Description of the task: Copy the lines exactly as they appear, starting with the first line of the records and ending with the line that contains "Top-level config file".

[Data records]
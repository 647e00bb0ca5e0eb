use serde::{Deserialize, Serialize};

fn enabled() -> bool {
    true
}

/// Feature flags controlling the demo conveniences.
///
/// Loaded from `config.toml` at server startup and exposed to clients via a
/// server function. Both flags default to `true`, so a missing or partial
/// config file keeps the demo behaviour (mock data on failure, quick-access
/// buttons on the login screen).
#[derive(Debug, Clone, Serialize, Deserialize, PartialEq)]
#[cfg_attr(feature = "openapi", derive(utoipa::ToSchema))]
pub struct FeatureFlags {
    /// Substitute the fixed demo dataset when a dashboard load fails.
    #[serde(default = "enabled")]
    pub demo_fallback: bool,
    /// Show the credential-free quick-access buttons on the login screen.
    #[serde(default = "enabled")]
    pub quick_access: bool,
}

impl Default for FeatureFlags {
    fn default() -> Self {
        Self {
            demo_fallback: true,
            quick_access: true,
        }
    }
}

/// Top-level config file structure matching `config.toml`.
#[derive(Debug, Clone, Serialize, Deserialize, Default)]
pub struct AppConfig {
    #[serde(default)]
    pub features: FeatureFlags,
}
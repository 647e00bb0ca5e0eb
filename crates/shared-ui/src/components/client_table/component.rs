use dioxus::prelude::*;
use shared_types::ClientRecord;

use crate::StatusBadge;

/// Roster table. With `limit`, only the first `limit` rows are shown.
#[component]
pub fn ClientTable(clients: Vec<ClientRecord>, limit: Option<usize>) -> Element {
    let shown = limit.unwrap_or(clients.len()).min(clients.len());

    rsx! {
        document::Link { rel: "stylesheet", href: asset!("./style.css") }
        div { class: "client-table-wrap",
            table { class: "client-table",
                thead {
                    tr {
                        th { "Name" }
                        th { "Project" }
                        th { "Status" }
                        th { "Budget" }
                    }
                }
                tbody {
                    // names need not be unique
                    for (i, client) in clients.iter().take(shown).enumerate() {
                        tr { key: "{i}",
                            td {
                                div { class: "client-name",
                                    span { class: "client-avatar", "{client.avatar_letter()}" }
                                    "{client.name}"
                                }
                            }
                            td { "{client.project}" }
                            td { StatusBadge { status: client.status } }
                            td { "{client.budget}" }
                        }
                    }
                }
            }
            if clients.is_empty() {
                p { class: "client-table-empty", "No clients yet." }
            }
        }
    }
}
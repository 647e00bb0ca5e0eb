use axum::http::StatusCode;

use crate::common;

#[tokio::test]
async fn health_reports_seeded_counts() {
    let app = common::test_app();

    let (status, body) = common::get(&app, "/health").await;
    assert_eq!(status, StatusCode::OK);
    assert_eq!(body["status"], "ok");
    assert_eq!(body["accounts"], 2);
    assert_eq!(body["clients"], 3);
    assert!(body["uptime_seconds"].is_u64());
}

#[tokio::test]
async fn unknown_route_is_404() {
    let app = common::test_app();

    let (status, _) = common::get(&app, "/api/nope").await;
    assert_eq!(status, StatusCode::NOT_FOUND);
}

#[tokio::test]
async fn docs_ui_is_served() {
    let app = common::test_app();

    let (status, _) = common::get(&app, "/docs").await;
    assert_eq!(status, StatusCode::OK);
}
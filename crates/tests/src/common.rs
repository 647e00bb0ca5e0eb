use axum::{
    body::Body,
    http::{Request, StatusCode},
    Router,
};
use serde_json::Value;
use server::state::AppState;
use tower::ServiceExt;

/// The demo backend router with freshly seeded state.
pub fn test_app() -> Router {
    let state = AppState::seeded().expect("Failed to seed demo state");
    server::openapi::api_router(state)
}

/// Serve [`test_app`] on an ephemeral loopback port and return its base URL.
pub async fn spawn_server() -> String {
    let listener = tokio::net::TcpListener::bind("127.0.0.1:0")
        .await
        .expect("Failed to bind loopback listener");
    let addr = listener.local_addr().expect("Listener has no address");
    let app = test_app();

    tokio::spawn(async move {
        axum::serve(listener, app).await.expect("Test server failed");
    });

    format!("http://{addr}")
}

/// A loopback URL with nothing listening on it.
pub async fn closed_port_url() -> String {
    let listener = tokio::net::TcpListener::bind("127.0.0.1:0")
        .await
        .expect("Failed to bind loopback listener");
    let addr = listener.local_addr().expect("Listener has no address");
    drop(listener);
    format!("http://{addr}")
}

/// POST a JSON body.
pub async fn post_json(app: &Router, uri: &str, body: &str) -> (StatusCode, Value) {
    let req = Request::builder()
        .method("POST")
        .uri(uri)
        .header("content-type", "application/json")
        .body(Body::from(body.to_string()))
        .unwrap();

    send(app, req).await
}

/// GET a route.
pub async fn get(app: &Router, uri: &str) -> (StatusCode, Value) {
    let req = Request::builder()
        .method("GET")
        .uri(uri)
        .body(Body::empty())
        .unwrap();

    send(app, req).await
}

/// Send a request through the router and parse the response.
async fn send(app: &Router, req: Request<Body>) -> (StatusCode, Value) {
    let response = app
        .clone()
        .oneshot(req)
        .await
        .expect("Failed to send request");

    let status = response.status();
    let body_bytes = axum::body::to_bytes(response.into_body(), usize::MAX)
        .await
        .expect("Failed to read body");
    let value = serde_json::from_slice(&body_bytes).unwrap_or(Value::Null);

    (status, value)
}
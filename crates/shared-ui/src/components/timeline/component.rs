use dioxus::prelude::*;
use shared_types::TimelineEntry;

/// Project milestones as a vertical track. `None` means the data has not
/// arrived yet.
#[component]
pub fn Timeline(
    #[props(!optional)] entries: Option<Vec<TimelineEntry>>,
    #[props(default)] full: bool,
) -> Element {
    let Some(entries) = entries else {
        return rsx! {
            div { class: "timeline-loading", "Loading..." }
        };
    };

    let class = if full { "timeline full" } else { "timeline" };

    rsx! {
        document::Link { rel: "stylesheet", href: asset!("./style.css") }
        ol { class,
            for (i, entry) in entries.iter().enumerate() {
                li {
                    key: "{i}",
                    class: "timeline-item",
                    "data-status": entry.status.as_str(),
                    span { class: "timeline-dot" }
                    h4 { "{entry.title}" }
                    p { class: "timeline-date", "{entry.date}" }
                }
            }
        }
    }
}
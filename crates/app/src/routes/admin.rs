use dioxus::prelude::*;
use dioxus_free_icons::icons::ld_icons::{
    LdBell, LdBookOpen, LdClock, LdFileText, LdLayoutDashboard, LdScale, LdSettings, LdUsers,
};
use dioxus_free_icons::Icon;
use server::api::HttpApi;
use shared_types::{demo, AdminDashboardData, AdminTab, DashboardStats, FeatureFlags, Role};
use shared_ui::{Button, Card, CardContent, CardHeader, ClientTable, NavItem, StatCard};

use super::shell::DashboardShell;
use crate::format_helpers::format_revenue;
use crate::gate::SessionGate;
use crate::loader::{apply_fallback, load_admin};

/// Rows shown in the "Recent Clients" card.
const RECENT_CLIENTS: usize = 5;

/// `/admin`: gated on an admin session.
#[component]
pub fn AdminDashboard() -> Element {
    rsx! {
        document::Title { "Admin | Flowmondo" }
        SessionGate { required: Role::Admin,
            AdminView {}
        }
    }
}

fn tab_icon(tab: AdminTab) -> Element {
    match tab {
        AdminTab::Dashboard => {
            rsx! { Icon::<LdLayoutDashboard> { icon: LdLayoutDashboard, width: 18, height: 18 } }
        }
        AdminTab::Clients => rsx! { Icon::<LdUsers> { icon: LdUsers, width: 18, height: 18 } },
        AdminTab::Analytics => {
            rsx! { Icon::<LdBookOpen> { icon: LdBookOpen, width: 18, height: 18 } }
        }
        AdminTab::Invoices => {
            rsx! { Icon::<LdFileText> { icon: LdFileText, width: 18, height: 18 } }
        }
        AdminTab::Settings => {
            rsx! { Icon::<LdSettings> { icon: LdSettings, width: 18, height: 18 } }
        }
    }
}

/// Mounted only once the gate admits, so the load below never runs for a
/// visitor without an admin session.
#[component]
fn AdminView() -> Element {
    let api: HttpApi = use_context();
    let flags: FeatureFlags = use_context();
    let mut tab = use_signal(AdminTab::default);

    let data = use_resource(move || {
        let api = api.clone();
        let flags = flags.clone();
        async move { apply_fallback(load_admin(&api).await, &flags, demo::admin_dashboard) }
    });

    let loaded = data.read().clone();
    let showing_demo = matches!(&loaded, Some(Ok(l)) if l.is_demo());

    let body = match loaded {
        Some(Ok(loaded)) => rsx! {
            AdminSection { tab: tab(), data: loaded.data, on_select: move |t| tab.set(t) }
        },
        Some(Err(err)) => rsx! {
            div { class: "load-error", "Could not load dashboard: {err}" }
        },
        None => rsx! {
            AdminSection {
                tab: tab(),
                data: AdminDashboardData {
                    stats: DashboardStats::default(),
                    clients: Vec::new(),
                },
                on_select: move |t| tab.set(t),
            }
        },
    };

    rsx! {
        document::Link { rel: "stylesheet", href: asset!("./dashboard.css") }

        DashboardShell {
            title: "Admin Overview",
            subtitle: rsx! { "Welcome back, Administrator" },
            demo: showing_demo,
            profile: rsx! {
                Button { variant: shared_ui::ButtonVariant::Ghost,
                    Icon::<LdBell> { icon: LdBell, width: 22, height: 22 }
                }
                span { class: "profile-avatar", "A" }
            },
            tabs: rsx! {
                for t in AdminTab::ALL {
                    NavItem {
                        key: "{t.id()}",
                        label: "{t.label()}",
                        active: tab() == t,
                        icon: tab_icon(t),
                        onclick: move |_| tab.set(t),
                    }
                }
            },
            {body}
        }
    }
}

/// Content area for one admin tab. Output depends only on the props, so
/// returning to a tab re-renders it exactly.
#[component]
pub fn AdminSection(
    tab: AdminTab,
    data: AdminDashboardData,
    on_select: EventHandler<AdminTab>,
) -> Element {
    match tab {
        AdminTab::Dashboard => rsx! {
            section { class: "stats-grid",
                StatCard {
                    label: "Total Clients",
                    value: data.stats.clients.to_string(),
                    caption: "12% vs last month",
                    icon: rsx! { Icon::<LdUsers> { icon: LdUsers, width: 20, height: 20 } },
                    onclick: move |_| on_select.call(AdminTab::Clients),
                }
                StatCard {
                    label: "Monthly Revenue",
                    value: format_revenue(data.stats.revenue),
                    caption: "8% vs last month",
                    icon: rsx! { Icon::<LdScale> { icon: LdScale, width: 20, height: 20 } },
                    onclick: move |_| on_select.call(AdminTab::Analytics),
                }
                StatCard {
                    label: "Pending Projects",
                    value: data.stats.pending.to_string(),
                    caption: "Requires attention",
                    icon: rsx! { Icon::<LdClock> { icon: LdClock, width: 20, height: 20 } },
                    onclick: move |_| on_select.call(AdminTab::Clients),
                }
            }
            div { class: "overview-grid",
                Card {
                    CardHeader {
                        title: "Recent Clients",
                        action: rsx! {
                            Button { onclick: move |_| on_select.call(AdminTab::Clients), "View All" }
                        },
                    }
                    ClientTable { clients: data.clients.clone(), limit: RECENT_CLIENTS }
                }
                div { class: "clickable", onclick: move |_| on_select.call(AdminTab::Analytics),
                    Card {
                        CardHeader { title: "Revenue Trend" }
                        div { class: "trend-chart",
                            for (i, height) in demo::REVENUE_TREND.iter().enumerate() {
                                div { key: "{i}", class: "trend-bar",
                                    div { class: "trend-fill", style: "height: {height}%" }
                                }
                            }
                        }
                    }
                }
            }
        },
        AdminTab::Clients => rsx! {
            Card {
                CardHeader {
                    title: "Client Database",
                    action: rsx! { Button { "Add Client" } },
                }
                ClientTable { clients: data.clients.clone() }
            }
        },
        AdminTab::Analytics => rsx! {
            Card { class: "placeholder-section",
                h2 { "Analytics Dashboard" }
                CardContent { p { "Charts would go here." } }
            }
        },
        AdminTab::Invoices => rsx! {
            Card { class: "placeholder-section",
                h2 { "Invoices" }
                CardContent { p { "Invoice list would go here." } }
            }
        },
        AdminTab::Settings => rsx! {
            Card { class: "placeholder-section",
                h2 { "System Settings" }
                CardContent { p { "Configuration form." } }
            }
        },
    }
}
use pretty_assertions::assert_eq;
use server::api::{HttpApi, RemoteApi};
use shared_types::{ClientStatus, FetchError, LoginRequest, LoginResponse, Role};

use crate::common;

#[tokio::test]
async fn login_round_trip_against_live_server() {
    let api = HttpApi::new(common::spawn_server().await);

    let accepted = api
        .login(&LoginRequest::new("admin", "admin123"))
        .await
        .unwrap();
    assert_eq!(accepted, LoginResponse::accepted(Role::Admin));

    let rejected = api
        .login(&LoginRequest::new("admin", "wrong"))
        .await
        .unwrap();
    assert!(!rejected.success);
    assert_eq!(
        rejected.message.as_deref(),
        Some("Incorrect username or password")
    );
}

#[tokio::test]
async fn dashboard_endpoints_decode_into_typed_schemas() {
    let api = HttpApi::new(format!("{}/", common::spawn_server().await));

    let stats = api.admin_stats().await.unwrap();
    let clients = api.admin_clients().await.unwrap();
    assert_eq!(stats.clients, clients.len() as i64);
    assert_eq!(clients[2].status, ClientStatus::Delayed);

    let project = api.client_dashboard().await.unwrap();
    assert_eq!(project.client_name, "Client User");
    assert_eq!(project.timeline.len(), 3);
}

#[tokio::test]
async fn closed_port_is_a_transport_error() {
    let api = HttpApi::new(common::closed_port_url().await);

    let err = api
        .login(&LoginRequest::new("admin", "admin123"))
        .await
        .unwrap_err();
    assert!(err.is_transport(), "{err:?}");

    let err = api.admin_stats().await.unwrap_err();
    assert!(matches!(err, FetchError::Transport(_)));
}

#[tokio::test]
async fn non_json_endpoint_is_a_status_error_not_transport() {
    let base = common::spawn_server().await;
    let api = HttpApi::new(format!("{base}/missing"));

    let err = api.admin_stats().await.unwrap_err();
    assert_eq!(
        err,
        FetchError::Status {
            status: 404,
            message: None
        }
    );
}

#[tokio::test]
async fn host_without_login_route_yields_parse_error() {
    let base = common::spawn_server().await;
    let api = HttpApi::new(format!("{base}/static"));

    let err = api
        .login(&LoginRequest::new("admin", "admin123"))
        .await
        .unwrap_err();
    assert!(matches!(err, FetchError::Parse(_)), "{err:?}");
}
use serde::{Deserialize, Serialize};
use std::fmt;

/// Categorization of errors returned by the demo backend.
#[derive(Debug, Clone, Serialize, Deserialize, PartialEq)]
#[cfg_attr(feature = "openapi", derive(utoipa::ToSchema))]
pub enum AppErrorKind {
    NotFound,
    InternalError,
}

impl fmt::Display for AppErrorKind {
    fn fmt(&self, f: &mut fmt::Formatter<'_>) -> fmt::Result {
        match self {
            AppErrorKind::NotFound => write!(f, "NotFound"),
            AppErrorKind::InternalError => write!(f, "InternalError"),
        }
    }
}

/// JSON error body of the demo backend.
#[derive(Debug, Clone, Serialize, Deserialize, PartialEq)]
#[cfg_attr(feature = "openapi", derive(utoipa::ToSchema))]
pub struct AppError {
    pub kind: AppErrorKind,
    pub message: String,
}

impl AppError {
    fn new(kind: AppErrorKind, message: impl Into<String>) -> Self {
        Self {
            kind,
            message: message.into(),
        }
    }

    pub fn not_found(message: impl Into<String>) -> Self {
        Self::new(AppErrorKind::NotFound, message)
    }

    pub fn internal(message: impl Into<String>) -> Self {
        Self::new(AppErrorKind::InternalError, message)
    }

    #[cfg_attr(not(feature = "server"), allow(dead_code))]
    fn status_code_u16(&self) -> u16 {
        match self.kind {
            AppErrorKind::NotFound => 404,
            AppErrorKind::InternalError => 500,
        }
    }
}

impl fmt::Display for AppError {
    fn fmt(&self, f: &mut fmt::Formatter<'_>) -> fmt::Result {
        write!(f, "{}: {}", self.kind, self.message)
    }
}

impl std::error::Error for AppError {}

#[cfg(feature = "server")]
impl axum::response::IntoResponse for AppError {
    fn into_response(self) -> axum::response::Response {
        let status = axum::http::StatusCode::from_u16(self.status_code_u16())
            .unwrap_or(axum::http::StatusCode::INTERNAL_SERVER_ERROR);
        (status, axum::Json(self)).into_response()
    }
}

/// Why a remote call produced no usable data.
#[derive(Debug, Clone, PartialEq)]
pub enum FetchError {
    /// The request never completed (connection refused, DNS, CORS, ...).
    Transport(String),
    /// The server answered with a non-success status. `message` is taken
    /// from an [`AppError`] body when one is present.
    Status { status: u16, message: Option<String> },
    /// The server answered 2xx but the body did not match the schema.
    Parse(String),
}

impl FetchError {
    pub fn is_transport(&self) -> bool {
        matches!(self, FetchError::Transport(_))
    }
}

impl fmt::Display for FetchError {
    fn fmt(&self, f: &mut fmt::Formatter<'_>) -> fmt::Result {
        match self {
            FetchError::Transport(reason) => write!(f, "Backend unreachable: {reason}"),
            FetchError::Status {
                status,
                message: Some(message),
            } => write!(f, "Request failed ({status}): {message}"),
            FetchError::Status {
                status,
                message: None,
            } => write!(f, "Request failed ({status})"),
            FetchError::Parse(reason) => write!(f, "Unexpected response: {reason}"),
        }
    }
}

impl std::error::Error for FetchError {}

/// A login attempt that ended without a session. The message is shown inline
/// under the form.
#[derive(Debug, Clone, PartialEq)]
pub enum AuthError {
    Rejected(String),
}

impl AuthError {
    pub fn message(&self) -> &str {
        match self {
            AuthError::Rejected(message) => message,
        }
    }
}

impl fmt::Display for AuthError {
    fn fmt(&self, f: &mut fmt::Formatter<'_>) -> fmt::Result {
        f.write_str(self.message())
    }
}

impl std::error::Error for AuthError {}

Exercise result:
repository 647e00bb0ca5e0eb
use serde::{Deserialize, Serialize};

fn enabled() -> bool {
    true
}

/// Feature flags controlling the demo conveniences.
///
/// Loaded from `config.toml` at server startup and exposed to clients via a
/// server function. Both flags default to `true`, so a missing or partial
/// config file keeps the demo behaviour (mock data on failure, quick-access
/// buttons on the login screen).
#[derive(Debug, Clone, Serialize, Deserialize, PartialEq)]
#[cfg_attr(feature = "openapi", derive(utoipa::ToSchema))]
pub struct FeatureFlags {
    /// Substitute the fixed demo dataset when a dashboard load fails.
    #[serde(default = "enabled")]
    pub demo_fallback: bool,
    /// Show the credential-free quick-access buttons on the login screen.
    #[serde(default = "enabled")]
    pub quick_access: bool,
}

impl Default for FeatureFlags {
    fn default() -> Self {
        Self {
            demo_fallback: true,
            quick_access: true,
        }
    }
}

/// Top-level config file structure matching `config.toml`.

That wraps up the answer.